Milton Newton Hopkins Jr (1926 – 5 March 2007) was a farmer in southern Georgia, in the south-eastern United States, as well as a conservationist, naturalist, and author, who had a long association with the Georgia Ornithological Society (GOS).

Hopkins grew up in Fitzgerald, Georgia. He developed an interest in birds from about eight years of age and spent much time exploring the countryside around his home town. He became a member of GOS in 1939, when he was 15, and contributed his first field note to its journal The Oriole in 1942.

Hopkins served in the Navy in World War II, in the Pacific theatre. He was on a destroyer in Tokyo Bay when Japan surrendered. After the war he made use of the G.I. Bill to study zoology at the University of Georgia, eventually achieving a master's degree in 1951.

Hopkins was known primarily as an ornithologist, and was editor of The Oriole 1960–1965, and received the Society's Earl R. Greene Award for outstanding contributions to Georgia ornithology. He published numerous observations of birdlife in South Georgia over the years, and was good friends with many preeminent southern naturalists, notably Herbert L. Stoddard, author of The Bobwhite Quail: Its Habits, Preservation and Increase, the standard reference on bobwhite quail. In 1975 GOS published Hopkins' book, The Birdlife of Ben Hill County, Georgia and Adjacent Areas.

Hopkins traveled widely, but was firmly rooted in his native southern Georgia.
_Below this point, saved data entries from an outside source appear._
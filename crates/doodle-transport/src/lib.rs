//! Transport abstraction layer for Doodle.
//!
//! Provides the [`Transport`] and [`Connection`] traits the server is written
//! against. A connection carries text frames; each frame is one encoded
//! event. Channel membership and broadcast live above this layer.
//!
//! # Feature Flags
//!
//! - `websocket` (default): WebSocket transport via `tokio-tungstenite`

#![allow(async_fn_in_trait)]

mod error;
#[cfg(feature = "websocket")]
mod websocket;

pub use error::TransportError;
#[cfg(feature = "websocket")]
pub use websocket::{WebSocketConnection, WebSocketTransport};

use std::fmt;
use std::net::SocketAddr;

/// Opaque identifier for a connection.
#[derive(Debug, Clone, Copy, PartialEq, Eq, Hash, PartialOrd, Ord)]
pub struct ConnectionId(u64);

impl ConnectionId {
    /// Creates a new `ConnectionId` from a raw `u64`.
    pub fn new(id: u64) -> Self {
        Self(id)
    }

    /// Returns the underlying `u64` value.
    pub fn into_inner(self) -> u64 {
        self.0
    }
}

impl fmt::Display for ConnectionId {
    fn fmt(&self, f: &mut fmt::Formatter<'_>) -> fmt::Result {
        write!(f, "conn-{}", self.0)
    }
}

/// Accepts new incoming connections.
pub trait Transport: Send + Sync + 'static {
    /// The connection type produced by this transport.
    type Connection: Connection;
    /// The error type for transport operations.
    type Error: std::error::Error + Send + Sync;

    /// Waits for and accepts the next incoming connection.
    async fn accept(&mut self) -> Result<Self::Connection, Self::Error>;

    /// The address the transport is listening on.
    fn local_addr(&self) -> Result<SocketAddr, Self::Error>;
}

/// A single connection that exchanges text frames.
///
/// `send` and `recv` take `&self` and must be usable concurrently: the
/// server reads from a connection in one task while another task writes
/// broadcasts to it.
pub trait Connection: Send + Sync + 'static {
    /// The error type for connection operations.
    type Error: std::error::Error + Send + Sync;

    /// Sends one text frame to the remote peer.
    async fn send(&self, text: &str) -> Result<(), Self::Error>;

    /// Receives the next text frame from the remote peer.
    ///
    /// Returns `Ok(None)` when the connection is cleanly closed.
    async fn recv(&self) -> Result<Option<String>, Self::Error>;

    /// Closes the connection.
    async fn close(&self) -> Result<(), Self::Error>;

    /// Returns the unique identifier for this connection.
    fn id(&self) -> ConnectionId;
}
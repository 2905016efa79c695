//! Round countdowns and one-shot delays for Doodle.
//!
//! Both timers run as spawned Tokio tasks and report through callbacks. The
//! callbacks are plain closures; the lobby layer uses them to push events
//! back into its own queue, so no lobby state is ever touched from a timer
//! task.
//!
//! Time comes from the Tokio clock. Under `tokio::time::pause()` (or
//! `#[tokio::test(start_paused = true)]`) a two-minute round runs in
//! microseconds and lands on exact second boundaries.
//!
//! ```ignore
//! let timer = RoundTimer::start(
//!     TimerConfig::default(),
//!     move |remaining| { let _ = tx.send(Tick(remaining)); },
//!     move || { let _ = tx2.send(Expired); },
//! );
//! ```

use std::time::Duration;

use tokio::task::JoinHandle;
use tokio::time::{self, Instant, MissedTickBehavior};
use tracing::{debug, trace, warn};

// ---------------------------------------------------------------------------
// Configuration
// ---------------------------------------------------------------------------

/// Configuration for a [`RoundTimer`].
#[derive(Debug, Clone, PartialEq, Eq)]
pub struct TimerConfig {
    /// Number of ticks before expiry. Default: 120.
    pub duration_secs: u32,
    /// Time between ticks. Default: one second.
    pub period: Duration,
}

impl Default for TimerConfig {
    fn default() -> Self {
        Self {
            duration_secs: 120,
            period: Duration::from_secs(1),
        }
    }
}

impl TimerConfig {
    /// Shortest accepted tick period.
    pub const MIN_PERIOD: Duration = Duration::from_millis(1);

    /// A one-tick-per-second countdown of the given length.
    pub fn with_duration(duration_secs: u32) -> Self {
        Self {
            duration_secs,
            ..Default::default()
        }
    }

    /// Clamp out-of-range values so the config is safe to use.
    ///
    /// Called automatically by [`RoundTimer::start`]. A zero period would
    /// make `tokio::time::interval` panic, so it is raised to
    /// [`Self::MIN_PERIOD`].
    pub fn validated(mut self) -> Self {
        if self.period < Self::MIN_PERIOD {
            warn!(
                period_us = self.period.as_micros() as u64,
                "timer period below minimum, clamping"
            );
            self.period = Self::MIN_PERIOD;
        }
        self
    }
}

// ---------------------------------------------------------------------------
// Task slot
// ---------------------------------------------------------------------------

/// Owns at most one spawned timer task and aborts it on cancel or drop.
#[derive(Debug, Default)]
struct TaskSlot {
    task: Option<JoinHandle<()>>,
}

impl TaskSlot {
    fn spawn<F>(future: F) -> Self
    where
        F: std::future::Future<Output = ()> + Send + 'static,
    {
        Self {
            task: Some(tokio::spawn(future)),
        }
    }

    fn cancel(&mut self) -> bool {
        match self.task.take() {
            Some(task) => {
                let was_live = !task.is_finished();
                task.abort();
                was_live
            }
            None => false,
        }
    }

    fn is_live(&self) -> bool {
        self.task.as_ref().is_some_and(|t| !t.is_finished())
    }
}

impl Drop for TaskSlot {
    fn drop(&mut self) {
        self.cancel();
    }
}

// ---------------------------------------------------------------------------
// RoundTimer
// ---------------------------------------------------------------------------

/// A countdown that ticks once per period and expires at zero.
///
/// For a duration of `n`, `on_tick` is called `n` times with
/// `n - 1, n - 2, …, 0`, one period apart, and then `on_expire` is called
/// exactly once. After that the timer is inert.
///
/// Cancelling is idempotent and safe on a timer that already expired or was
/// never started. Dropping the timer cancels it, so replacing a lobby's
/// timer with a new one can never leave the old countdown running.
///
/// Late wake-ups delay the following ticks instead of bursting, so every
/// count is still delivered exactly once.
#[derive(Debug, Default)]
pub struct RoundTimer {
    slot: TaskSlot,
}

impl RoundTimer {
    /// A timer that was never started.
    pub fn idle() -> Self {
        Self::default()
    }

    /// Starts a countdown on the current Tokio runtime.
    pub fn start<T, E>(config: TimerConfig, on_tick: T, on_expire: E) -> Self
    where
        T: FnMut(u32) + Send + 'static,
        E: FnOnce() + Send + 'static,
    {
        let config = config.validated();
        debug!(
            duration_secs = config.duration_secs,
            period_ms = config.period.as_millis() as u64,
            "round timer started"
        );
        Self {
            slot: TaskSlot::spawn(countdown(config, on_tick, on_expire)),
        }
    }

    /// Stops the countdown. No callback fires after this returns.
    pub fn cancel(&mut self) {
        if self.slot.cancel() {
            debug!("round timer cancelled");
        }
    }

    /// Whether the countdown is still ticking.
    pub fn is_running(&self) -> bool {
        self.slot.is_live()
    }
}

async fn countdown<T, E>(config: TimerConfig, mut on_tick: T, on_expire: E)
where
    T: FnMut(u32),
    E: FnOnce(),
{
    let mut interval = time::interval_at(Instant::now() + config.period, config.period);
    interval.set_missed_tick_behavior(MissedTickBehavior::Delay);

    for remaining in (0..config.duration_secs).rev() {
        interval.tick().await;
        trace!(remaining, "round timer tick");
        on_tick(remaining);
    }

    debug!("round timer expired");
    on_expire();
}

// ---------------------------------------------------------------------------
// Delay
// ---------------------------------------------------------------------------

/// A cancellable one-shot timer.
///
/// Fires `on_fire` once after the given duration unless cancelled or
/// dropped first.
#[derive(Debug, Default)]
pub struct Delay {
    slot: TaskSlot,
}

impl Delay {
    /// Schedules `on_fire` to run after `after`.
    pub fn start<F>(after: Duration, on_fire: F) -> Self
    where
        F: FnOnce() + Send + 'static,
    {
        Self {
            slot: TaskSlot::spawn(async move {
                time::sleep(after).await;
                on_fire();
            }),
        }
    }

    /// Prevents the callback from firing. Idempotent.
    pub fn cancel(&mut self) {
        self.slot.cancel();
    }

    /// Whether the callback is still scheduled.
    pub fn is_pending(&self) -> bool {
        self.slot.is_live()
    }
}
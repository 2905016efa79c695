//! Lobby configuration and round state machine.

use std::time::Duration;

use doodle_timer::TimerConfig;
use serde::{Deserialize, Serialize};

// ---------------------------------------------------------------------------
// LobbyConfig
// ---------------------------------------------------------------------------

/// Configuration shared by every lobby in a registry.
#[derive(Debug, Clone, PartialEq, Eq, Serialize, Deserialize)]
pub struct LobbyConfig {
    /// Length of a round in ticks. Default: 120.
    pub round_secs: u32,

    /// Time between timer ticks. Default: one second.
    pub tick_period: Duration,

    /// Pause between a correct guess and the next round. Default: 7 seconds.
    pub winner_delay: Duration,
}

impl Default for LobbyConfig {
    fn default() -> Self {
        Self {
            round_secs: 120,
            tick_period: Duration::from_secs(1),
            winner_delay: Duration::from_secs(7),
        }
    }
}

impl LobbyConfig {
    /// Clamp values that would stall or spin the round loop.
    ///
    /// A zero-length round expires the moment it starts and rotates
    /// forever, so `round_secs` is raised to 1.
    pub fn validated(mut self) -> Self {
        if self.round_secs == 0 {
            tracing::warn!("round_secs of 0 would rotate without pause, using 1");
            self.round_secs = 1;
        }
        self
    }

    /// Timer settings for a fresh round.
    pub fn timer_config(&self) -> TimerConfig {
        TimerConfig {
            duration_secs: self.round_secs,
            period: self.tick_period,
        }
    }
}

// ---------------------------------------------------------------------------
// LobbyPhase
// ---------------------------------------------------------------------------

/// Where a lobby is in its round cycle.
///
/// ```text
/// Idle → AwaitingWord → RoundActive → RoundEnding → AwaitingWord → ...
/// ```
///
/// A timeout in `AwaitingWord` or `RoundActive` skips straight to the next
/// turn's `AwaitingWord`. Any next turn that finds the lobby empty lands in
/// `Idle` instead.
///
/// - **Idle**: no round, no drawer, no timer. Fresh lobbies and lobbies
///   whose last player left start here.
/// - **AwaitingWord**: a drawer is set and the timer runs, but no word has
///   been chosen. Guesses are plain chat.
/// - **RoundActive**: the word is set. A matching guess wins.
/// - **RoundEnding**: someone won. The timer is stopped and the next turn
///   is scheduled; further guesses are plain chat.
#[derive(Debug, Clone, Copy, PartialEq, Eq, Serialize, Deserialize)]
pub enum LobbyPhase {
    Idle,
    AwaitingWord,
    RoundActive,
    RoundEnding,
}

impl LobbyPhase {
    /// Returns `true` while the round timer is supposed to be running.
    pub fn is_round_live(&self) -> bool {
        matches!(self, Self::AwaitingWord | Self::RoundActive)
    }

    /// Returns `true` if the drawer may (re)choose the word.
    pub fn accepts_word(&self) -> bool {
        self.is_round_live()
    }

    /// Returns `true` if moving to `target` is a legal step.
    ///
    /// Every phase may fall back to `Idle` (the lobby emptied) and every
    /// phase but `Idle` may start a new round.
    pub fn can_transition_to(self, target: Self) -> bool {
        use LobbyPhase::*;
        match (self, target) {
            (_, Idle) => true,
            (_, AwaitingWord) => true,
            (AwaitingWord | RoundActive, RoundActive) => true,
            (RoundActive, RoundEnding) => true,
            _ => false,
        }
    }
}

impl std::fmt::Display for LobbyPhase {
    fn fmt(&self, f: &mut std::fmt::Formatter<'_>) -> std::fmt::Result {
        match self {
            Self::Idle => write!(f, "Idle"),
            Self::AwaitingWord => write!(f, "AwaitingWord"),
            Self::RoundActive => write!(f, "RoundActive"),
            Self::RoundEnding => write!(f, "RoundEnding"),
        }
    }
}

#[cfg(test)]
mod tests {
    use super::*;

    #[test]
    fn test_lobby_config_default() {
        let config = LobbyConfig::default();
        assert_eq!(config.round_secs, 120);
        assert_eq!(config.tick_period, Duration::from_secs(1));
        assert_eq!(config.winner_delay, Duration::from_secs(7));
    }

    #[test]
    fn test_validated_raises_zero_round_length() {
        let config = LobbyConfig {
            round_secs: 0,
            ..LobbyConfig::default()
        }
        .validated();
        assert_eq!(config.round_secs, 1);
    }

    #[test]
    fn test_timer_config_mirrors_round_settings() {
        let config = LobbyConfig {
            round_secs: 30,
            tick_period: Duration::from_millis(500),
            ..LobbyConfig::default()
        };
        let timer = config.timer_config();
        assert_eq!(timer.duration_secs, 30);
        assert_eq!(timer.period, Duration::from_millis(500));
    }

    #[test]
    fn test_word_is_only_accepted_while_round_is_live() {
        assert!(!LobbyPhase::Idle.accepts_word());
        assert!(LobbyPhase::AwaitingWord.accepts_word());
        assert!(LobbyPhase::RoundActive.accepts_word());
        assert!(!LobbyPhase::RoundEnding.accepts_word());
    }

    #[test]
    fn test_phase_transitions() {
        use LobbyPhase::*;
        assert!(Idle.can_transition_to(AwaitingWord));
        assert!(AwaitingWord.can_transition_to(RoundActive));
        assert!(RoundActive.can_transition_to(RoundActive));
        assert!(RoundActive.can_transition_to(RoundEnding));
        assert!(RoundEnding.can_transition_to(AwaitingWord));
        assert!(RoundEnding.can_transition_to(Idle));

        assert!(!Idle.can_transition_to(RoundActive));
        assert!(!Idle.can_transition_to(RoundEnding));
        assert!(!AwaitingWord.can_transition_to(RoundEnding));
        assert!(!RoundEnding.can_transition_to(RoundActive));
    }

    #[test]
    fn test_phase_display() {
        assert_eq!(LobbyPhase::AwaitingWord.to_string(), "AwaitingWord");
        assert_eq!(LobbyPhase::RoundEnding.to_string(), "RoundEnding");
    }
}
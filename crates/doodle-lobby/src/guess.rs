//! Guess evaluation.

/// Returns `true` if `candidate` names the secret word.
///
/// Comparison is case-insensitive and otherwise exact: surrounding
/// whitespace counts. An empty secret never matches.
pub fn matches(secret: &str, candidate: &str) -> bool {
    !secret.is_empty() && secret.to_lowercase() == candidate.to_lowercase()
}
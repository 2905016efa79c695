//! Unified error type for the Doodle server.

use doodle_lobby::LobbyError;
use doodle_protocol::ProtocolError;
use doodle_transport::TransportError;

/// Top-level error that wraps every crate-specific error.
///
/// The `#[from]` attribute on each variant lets `?` convert sub-crate
/// errors automatically.
#[derive(Debug, thiserror::Error)]
pub enum DoodleError {
    /// A transport-level error (bind, accept, send, recv).
    #[error(transparent)]
    Transport(#[from] TransportError),

    /// A protocol-level error (encode, decode).
    #[error(transparent)]
    Protocol(#[from] ProtocolError),

    /// A lobby operation was rejected.
    #[error(transparent)]
    Lobby(#[from] LobbyError),

    /// The coordinator task has stopped.
    #[error("session coordinator is not running")]
    CoordinatorUnavailable,
}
The bulk of his adult life was spent at Osierfield, in Irwin County, where he and his family lived in a restored train depot. An ardent conservationist who balanced agribusiness with a concern for the environment, Hopkins was named national Outstanding Tree Farmer of the Year in 1981 by the American Tree Farm System.

In his later years, Hopkins remained very active and befriended Janisse Ray, author of the modern classic Ecology of a Cracker Childhood. Ray was instrumental in encouraging him to publish a collection of his stories of farm life in South Georgia, and in 2001 his book In One Place: The Natural History of a Georgia Farmer was issued to great reviews. In 2001 he also published Around Fitzgerald, Georgia, In Vintage Picture Postcards, part of Arcadia's Postcard History Series. A lifelong student of local history and collector of related ephemera, most of the items highlighted were from his vast personal collection.

Hopkins died at the age of 80 after suffering an aneurysm.